**Exercise requirements**
Write out again the entries from the first line to the line that includes "pub use spec::GridSpec;", keeping both of those lines.

**Dataset entries**
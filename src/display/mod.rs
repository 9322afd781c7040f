//! Human-readable views of a table and of how its derived rows were computed.
pub mod table;
pub mod trace;

pub use table::render;
pub use trace::format_trace;
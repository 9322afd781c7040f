//! The row-by-year cash-flow table at the center of the DCF engine.
//!
//! Rows are line items looked up by label; columns are consecutive years.
//! Cells are stored densely, row-major, as `Option<f64>` where `None` is the
//! explicit "unset" sentinel: calculators reading an unset cell fail instead of
//! computing with zero.

pub mod error;
pub mod insert;
pub mod replicate;
pub mod spec;

pub use error::{TableError, TableRole};
pub use insert::YearRecord;
pub use spec::GridSpec;

use serde::{Deserialize, Serialize};
use std::collections::HashMap;

#[derive(Debug, Clone, PartialEq, Serialize, Deserialize)]
#[serde(try_from = "TableRecord", into = "TableRecord")]
pub struct DcfTable {
    initial_year: i32,
    width: usize,
    labels: Vec<String>,
    cells: Vec<Option<f64>>,
    index: HashMap<String, usize>,
}

impl DcfTable {
    /// Builds a table with one row per distinct label and `num_years` columns
    /// starting at `initial_year`. Duplicate labels collapse into one row.
    pub fn new<I, S>(row_labels: I, initial_year: i32, num_years: usize) -> Result<Self, TableError>
    where
        I: IntoIterator<Item = S>,
        S: Into<String>,
    {
        check_year_range(initial_year, num_years)?;

        let mut table = Self {
            initial_year,
            width: num_years,
            labels: Vec::new(),
            cells: Vec::new(),
            index: HashMap::new(),
        };
        for label in row_labels {
            table.ensure_row(label.into());
        }

        tracing::debug!(
            rows = table.labels.len(),
            initial_year,
            num_years,
            "created table"
        );
        Ok(table)
    }

    /// A table with the same year columns and no rows.
    pub fn with_same_years(&self) -> Self {
        Self {
            initial_year: self.initial_year,
            width: self.width,
            labels: Vec::new(),
            cells: Vec::new(),
            index: HashMap::new(),
        }
    }

    // --- Columns ---

    pub fn initial_year(&self) -> i32 { self.initial_year }
    pub fn width(&self) -> usize { self.width }

    pub fn years(&self) -> impl Iterator<Item = i32> + '_ {
        (0..self.width).map(move |i| self.initial_year + i as i32)
    }

    /// Column labels as text, in column order (`"2024"`, `"2025"`, ...).
    pub fn column_labels(&self) -> Vec<String> {
        self.years().map(|y| y.to_string()).collect()
    }

    pub fn column_index(&self, year: i32) -> Option<usize> {
        let offset = i64::from(year) - i64::from(self.initial_year);
        if offset >= 0 && (offset as u64) < self.width as u64 {
            Some(offset as usize)
        } else {
            None
        }
    }

    pub fn same_columns(&self, other: &DcfTable) -> bool {
        self.initial_year == other.initial_year && self.width == other.width
    }

    // --- Rows ---

    pub fn row_count(&self) -> usize { self.labels.len() }

    pub fn row_labels(&self) -> impl Iterator<Item = &str> {
        self.labels.iter().map(String::as_str)
    }

    pub fn contains_row(&self, label: &str) -> bool {
        self.index.contains_key(label)
    }

    pub fn row(&self, label: &str) -> Option<&[Option<f64>]> {
        self.index.get(label).map(|&r| self.row_slice(r))
    }

    pub fn get(&self, label: &str, year: i32) -> Option<f64> {
        let col = self.column_index(year)?;
        self.row(label)?[col]
    }

    /// Returns every value of a row, failing if the row is absent or any cell is unset.
    pub fn values(&self, label: &str) -> Result<Vec<f64>, TableError> {
        self.series(label, TableRole::Model)
    }

    pub(crate) fn series(&self, label: &str, role: TableRole) -> Result<Vec<f64>, TableError> {
        let row = self.row(label).ok_or_else(|| TableError::MissingRow {
            row: label.to_string(),
            table: role,
        })?;
        row.iter()
            .zip(self.years())
            .map(|(cell, year)| {
                cell.ok_or_else(|| TableError::UnsetCell { row: label.to_string(), year })
            })
            .collect()
    }

    // --- Storage ---

    #[inline(always)]
    fn row_slice(&self, r: usize) -> &[Option<f64>] {
        &self.cells[r * self.width..(r + 1) * self.width]
    }

    #[inline(always)]
    fn row_slice_mut(&mut self, r: usize) -> &mut [Option<f64>] {
        &mut self.cells[r * self.width..(r + 1) * self.width]
    }

    /// Returns the storage index of `label`, appending an unset row if it is new.
    pub(crate) fn ensure_row(&mut self, label: String) -> usize {
        if let Some(&r) = self.index.get(&label) {
            return r;
        }
        let r = self.labels.len();
        self.cells.resize(self.cells.len() + self.width, None);
        self.index.insert(label.clone(), r);
        self.labels.push(label);
        r
    }
}

fn check_year_range(initial_year: i32, num_years: usize) -> Result<(), TableError> {
    let overflow = TableError::YearOverflow { initial_year, num_years };
    let count = match i64::try_from(num_years) {
        Ok(n) if n <= i64::from(i32::MAX) => n,
        _ => return Err(overflow),
    };
    // Both terms fit in 32 bits, so the sum cannot overflow an i64.
    if i64::from(initial_year) + count - 1 > i64::from(i32::MAX) {
        return Err(overflow);
    }
    Ok(())
}

/// Serialized form: rows in table order, unset cells as `null`.
#[derive(Debug, Clone, Serialize, Deserialize)]
pub struct TableRecord {
    initial_year: i32,
    num_years: usize,
    rows: Vec<RowRecord>,
}

#[derive(Debug, Clone, Serialize, Deserialize)]
pub struct RowRecord {
    label: String,
    values: Vec<Option<f64>>,
}

impl From<DcfTable> for TableRecord {
    fn from(table: DcfTable) -> Self {
        let rows = table
            .labels
            .iter()
            .enumerate()
            .map(|(r, label)| RowRecord { label: label.clone(), values: table.row_slice(r).to_vec() })
            .collect();
        Self { initial_year: table.initial_year, num_years: table.width, rows }
    }
}

impl TryFrom<TableRecord> for DcfTable {
    type Error = TableError;

    /// Rebuilds the label index and re-checks the shape after load.
    fn try_from(record: TableRecord) -> Result<Self, Self::Error> {
        let mut table = DcfTable::new(Vec::<String>::new(), record.initial_year, record.num_years)?;
        for row in record.rows {
            if table.contains_row(&row.label) {
                return Err(TableError::DuplicateRow(row.label));
            }
            if row.values.len() != table.width {
                return Err(TableError::LengthMismatch {
                    row: row.label,
                    expected: table.width,
                    actual: row.values.len(),
                });
            }
            let r = table.ensure_row(row.label);
            table.row_slice_mut(r).copy_from_slice(&row.values);
        }
        Ok(table)
    }
}

#[cfg(test)]
mod tests {
    use super::*;
    use crate::error::ErrorKind;
    use rstest::rstest;
    use serde_json::json;

    #[test]
    fn test_columns_are_consecutive_years() {
        let t = DcfTable::new(["Gross Revenue", "Vacancy"], 2024, 3).unwrap();
        assert_eq!(t.column_labels(), vec!["2024", "2025", "2026"]);
        assert_eq!(t.years().collect::<Vec<_>>(), vec![2024, 2025, 2026]);
        assert_eq!(t.column_index(2025), Some(1));
        assert_eq!(t.column_index(2027), None);
        assert_eq!(t.column_index(2023), None);
    }

    #[test]
    fn test_cells_start_unset() {
        let t = DcfTable::new(["Gross Revenue"], 2024, 2).unwrap();
        assert_eq!(t.row("Gross Revenue"), Some(&[None, None][..]));
        assert_eq!(t.get("Gross Revenue", 2024), None);
    }

    #[test]
    fn test_duplicate_labels_collapse() {
        let t = DcfTable::new(["A", "B", "A"], 2000, 1).unwrap();
        assert_eq!(t.row_labels().collect::<Vec<_>>(), vec!["A", "B"]);
        assert_eq!(t.row_count(), 2);
    }

    #[test]
    fn test_zero_years_is_allowed() {
        let t = DcfTable::new(["A"], 2024, 0).unwrap();
        assert_eq!(t.width(), 0);
        assert!(t.column_labels().is_empty());
        assert_eq!(t.values("A").unwrap(), Vec::<f64>::new());
    }

    #[rstest]
    #[case(i32::MAX - 1, 3)]
    #[case(0, usize::MAX / 2 + 1)]
    #[case(-5, usize::MAX)]
    #[case(0, i32::MAX as usize + 1)]
    fn test_year_overflow(#[case] initial_year: i32, #[case] num_years: usize) {
        let err = DcfTable::new(["A"], initial_year, num_years).unwrap_err();
        assert_eq!(err, TableError::YearOverflow { initial_year, num_years });
        assert_eq!(err.kind(), ErrorKind::Value);
    }

    #[test]
    fn test_year_range_reaching_the_last_year() {
        assert!(DcfTable::new(["A"], i32::MAX - 1, 2).is_ok());
    }

    #[test]
    fn test_deserialize_rejects_huge_year_count() {
        let v = json!({"initial_year": -5, "num_years": 9_223_372_036_854_775_808u64, "rows": []});
        let err = serde_json::from_value::<DcfTable>(v).unwrap_err();
        assert!(err.to_string().contains("does not fit in i32"), "{err}");
    }

    #[test]
    fn test_values_fail_loudly() {
        let t = DcfTable::new(["A"], 2024, 2).unwrap();
        let err = t.values("A").unwrap_err();
        assert_eq!(err, TableError::UnsetCell { row: "A".into(), year: 2024 });
        assert_eq!(err.kind(), ErrorKind::Missing);

        let err = t.values("B").unwrap_err();
        assert_eq!(err, TableError::MissingRow { row: "B".into(), table: TableRole::Model });
        assert_eq!(err.kind(), ErrorKind::Missing);
    }

    #[test]
    fn test_json_round_trip_keeps_order_and_unset_cells() {
        let mut t = DcfTable::new(["Z", "A"], 2030, 2).unwrap();
        t.insert_row("A", [1.5, 2.5]).unwrap();
        let v = serde_json::to_value(&t).unwrap();
        assert_eq!(
            v,
            json!({
                "initial_year": 2030,
                "num_years": 2,
                "rows": [
                    {"label": "Z", "values": [null, null]},
                    {"label": "A", "values": [1.5, 2.5]}
                ]
            })
        );
        let back: DcfTable = serde_json::from_value(v).unwrap();
        assert_eq!(back, t);
    }

    #[test]
    fn test_deserialize_rejects_bad_shapes() {
        let short = json!({"initial_year": 2024, "num_years": 2, "rows": [{"label": "A", "values": [1.0]}]});
        assert!(serde_json::from_value::<DcfTable>(short).is_err());

        let dup = json!({
            "initial_year": 2024,
            "num_years": 1,
            "rows": [{"label": "A", "values": [1.0]}, {"label": "A", "values": [2.0]}]
        });
        let err = serde_json::from_value::<DcfTable>(dup).unwrap_err();
        assert!(err.to_string().contains("duplicate row label"));
    }
}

**Completed task**
filename src/display/mod.rs
repository 9322afd781c7040f
//! Human-readable views of a table and of how its derived rows were computed.
pub mod table;
pub mod trace;

pub use table::render;
pub use trace::format_trace;
repository 9322afd781c7040f
//! The row-by-year cash-flow table at the center of the DCF engine.
//!
//! Rows are line items looked up by label; columns are consecutive years.
//! Cells are stored densely, row-major, as `Option<f64>` where `None` is the
//! explicit "unset" sentinel: calculators reading an unset cell fail instead of
//! computing with zero.

pub mod error;
pub mod insert;
pub mod replicate;
pub mod spec;

pub use error::{TableError, TableRole};
pub use insert::YearRecord;
pub use spec::GridSpec;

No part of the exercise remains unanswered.